*The task*
Without any alteration, retype the records that appear below.

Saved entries
//! Error types for the settlement engine

use thiserror::Error;

/// Result type for settlement operations
pub type Result<T> = std::result::Result<T, Error>;

/// Settlement errors
#[derive(Error, Debug)]
pub enum Error {
    /// Ledger error
    #[error("Ledger error: {0}")]
    Ledger(#[from] split_ledger::Error),

    /// Balances do not conserve, or a balance has no counterpart
    #[error("Data integrity error: {0}")]
    DataIntegrity(String),

    /// Amount outside the representable decimal range
    #[error("Precision overflow: {0}")]
    PrecisionOverflow(String),

    /// Generic error
    #[error("{0}")]
    Other(String),
}

impl From<String> for Error {
    fn from(msg: String) -> Self {
        Error::Other(msg)
    }
}

impl From<&str> for Error {
    fn from(msg: &str) -> Self {
        Error::Other(msg.to_string())
    }
}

*Response*
//! Error types for the settlement engine

use thiserror::Error;

/// Result type for settlement operations
pub type Result<T> = std::result::Result<T, Error>;

/// Settlement errors
#[derive(Error, Debug)]
pub enum Error {
    /// Ledger error
    #[error("Ledger error: {0}")]
    Ledger(#[from] split_ledger::Error),

    /// Balances do not conserve, or a balance has no counterpart
    #[error("Data integrity error: {0}")]
    DataIntegrity(String),

    /// Amount outside the representable decimal range
    #[error("Precision overflow: {0}")]
    PrecisionOverflow(String),

    /// Generic error
    #[error("{0}")]
    Other(String),
}

impl From<String> for Error {
    fn from(msg: String) -> Self {
        Error::Other(msg)
    }
}

impl From<&str> for Error {
    fn from(msg: &str) -> Self {
        Error::Other(msg.to_string())
    }
}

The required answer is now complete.